Born in Florence, Italy, Pietro Baracchi studied mathematics and astronomy, then took a degree in civil engineering. He worked briefly as an engineer in the Italian Army before leaving Italy in 1876 with two friends to try their luck in the Antipodes. After failing to find work in New Zealand, they sailed on to Melbourne, and within a few weeks the three had all found appointments with the Victorian Government. Baracchi worked briefly as an assistant at Melbourne Observatory before spending three years as a draftsman with his friends in the Department of Lands and Survey.
Baracchi was selected by Government Astronomer Robert Ellery in 1882 to participate in a project to more accurately determine the longitudes of Australian observatories. This was essential for tying together survey work in the different colonies and calculating the position of the observatories compared to Greenwich Observatory. Baracchi then returned to the Observatory as the assistant astronomer in charge of the Great Melbourne Telescope, and took over as Government Astronomer when Ellery retired in 1895.

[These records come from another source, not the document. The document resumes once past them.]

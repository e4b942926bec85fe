//! Engine-backed commands: `create`, `edit` and `chat`

use crate::ui::{self, Spinner, render_panel};
use anyhow::{Context, Result};
use console::{Style, style};
use file_agent_core::agent::{AgentLoop, LlmReasoningEngine, RunOutcome};
use file_agent_core::config::AgentConfig;
use file_agent_core::prompts::{FormatFlags, generate_system_instruction};
use file_agent_core::tools::{FileOps, ToolRegistry};
use std::process::ExitCode;
use tracing::info;

/// Conventional exit status for a run interrupted with Ctrl-C
const INTERRUPTED_EXIT_CODE: u8 = 130;

const PANEL_TITLE: &str = "Agent Response";

#[derive(Debug, Clone, Copy, PartialEq, Eq)]
pub enum AgentCommand<'a> {
    Create { prompt: &'a str },
    Edit { file_path: &'a str, prompt: &'a str },
    Chat { message: &'a str },
}

impl AgentCommand<'_> {
    /// The user utterance sent to the engine
    pub fn utterance(&self) -> String {
        match self {
            Self::Create { prompt } => format!("Create a file: {prompt}"),
            Self::Edit { file_path, prompt } => format!("Edit the file {file_path}: {prompt}"),
            Self::Chat { message } => (*message).to_string(),
        }
    }

    fn progress_message(&self) -> &'static str {
        match self {
            Self::Create { .. } => "Creating file...",
            Self::Edit { .. } => "Editing file...",
            Self::Chat { .. } => "Processing...",
        }
    }

    fn success_banner(&self) -> Option<&'static str> {
        match self {
            Self::Create { .. } => Some("File created successfully!"),
            Self::Edit { .. } => Some("File edited successfully!"),
            Self::Chat { .. } => None,
        }
    }

    fn border_style(&self) -> Style {
        match self {
            Self::Chat { .. } => Style::new().green(),
            _ => Style::new().blue(),
        }
    }
}

/// Run one request through the agent loop and render the outcome.
///
/// Exits with failure when the run stops for any reason other than a final answer.
pub async fn handle_agent_command(
    config: &AgentConfig,
    command: AgentCommand<'_>,
    flags: FormatFlags,
) -> Result<ExitCode> {
    let file_ops = FileOps::from_config(config).context("Failed to open the workspace")?;
    let engine = LlmReasoningEngine::from_config(config)?;
    let agent = AgentLoop::from_config(Box::new(engine), ToolRegistry::new(file_ops), config);

    let system_prompt = generate_system_instruction(&flags);
    let utterance = command.utterance();
    info!(
        model = %config.model,
        workspace = %agent.registry().workspace_root().display(),
        "starting agent run"
    );

    let spinner = Spinner::new(command.progress_message());
    let outcome = tokio::select! {
        outcome = agent.run(&system_prompt, &utterance) => outcome,
        _ = tokio::signal::ctrl_c() => {
            spinner.finish_with_error("Interrupted");
            return Ok(ExitCode::from(INTERRUPTED_EXIT_CODE));
        }
    };
    spinner.finish_and_clear();

    print_operations(&outcome);
    Ok(print_outcome(command, &outcome))
}

fn print_operations(outcome: &RunOutcome) {
    for operation in &outcome.operations {
        let name = style(&operation.request.name).cyan();
        if operation.result.success {
            let target = operation.result.path.as_deref().unwrap_or("-");
            println!("{} {name} {target}", style("✓").green());
        } else {
            println!(
                "{} {name} {}",
                style("✗").red(),
                style(&operation.result.message).red()
            );
        }
    }
}

fn print_outcome(command: AgentCommand<'_>, outcome: &RunOutcome) -> ExitCode {
    let width = ui::panel_width();
    println!();

    if !outcome.is_completed() {
        let border = Style::new().red();
        println!("{}", render_panel(PANEL_TITLE, &outcome.answer, &border, width));
        return ExitCode::FAILURE;
    }

    let changed_files = outcome
        .operations
        .iter()
        .any(|operation| operation.result.success);
    if let Some(banner) = command.success_banner().filter(|_| changed_files) {
        println!("{} {banner}", style("✓").green());
    }
    println!(
        "{}",
        render_panel(PANEL_TITLE, &outcome.answer, &command.border_style(), width)
    );
    ExitCode::SUCCESS
}

#[cfg(test)]
mod tests {
    use super::*;

    #[test]
    fn utterances_carry_the_command_prefix() {
        assert_eq!(
            AgentCommand::Create {
                prompt: "notes on mitosis"
            }
            .utterance(),
            "Create a file: notes on mitosis"
        );
        assert_eq!(
            AgentCommand::Edit {
                file_path: "notes.md",
                prompt: "add a summary"
            }
            .utterance(),
            "Edit the file notes.md: add a summary"
        );
        assert_eq!(
            AgentCommand::Chat {
                message: "list everything"
            }
            .utterance(),
            "list everything"
        );
    }

    #[test]
    fn only_file_commands_print_a_banner() {
        assert!(AgentCommand::Create { prompt: "x" }.success_banner().is_some());
        assert!(AgentCommand::Chat { message: "x" }.success_banner().is_none());
    }
}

Baracchi worked hard to extract the funds from the government for the continued production and publication of the astrographic, magnetic and meteorological data. But, while there were often a dozen temporary staff doing this work, the permanent staff of the observatory remained small.
Never very interested in the meteorological work established by Ellery, Baracchi supported the view that the new Commonwealth Government should take over this work. But this left the Observatory with a reduced rationale, and most importantly took away the most public aspect of its work. In 1910 Baracchi led a small group of astronomers to select a site for an astronomical observatory to be funded by the Commonwealth Government, and they established a trial observatory at Mount Stromlo, near the future site of Canberra.
A dapper, well-dressed man, married to a wealthy woman, Baracchi moved easily in social circles. In 1897 he received an Italian knighthood and was often known henceforth as Commendatore. After his wife's death, he lived in a grand old hotel in St Kilda and, upon retiring visited Europe for two years before returning to live in the Melbourne Club.
References:
Perdrix, J.L. (1979). 'Baracchi, Pietro Paolo Giovanni Ernesto (1851-1926)', Australian Dictionary of Biography, Vol. 7, Melbourne University Press, pp. 166-167.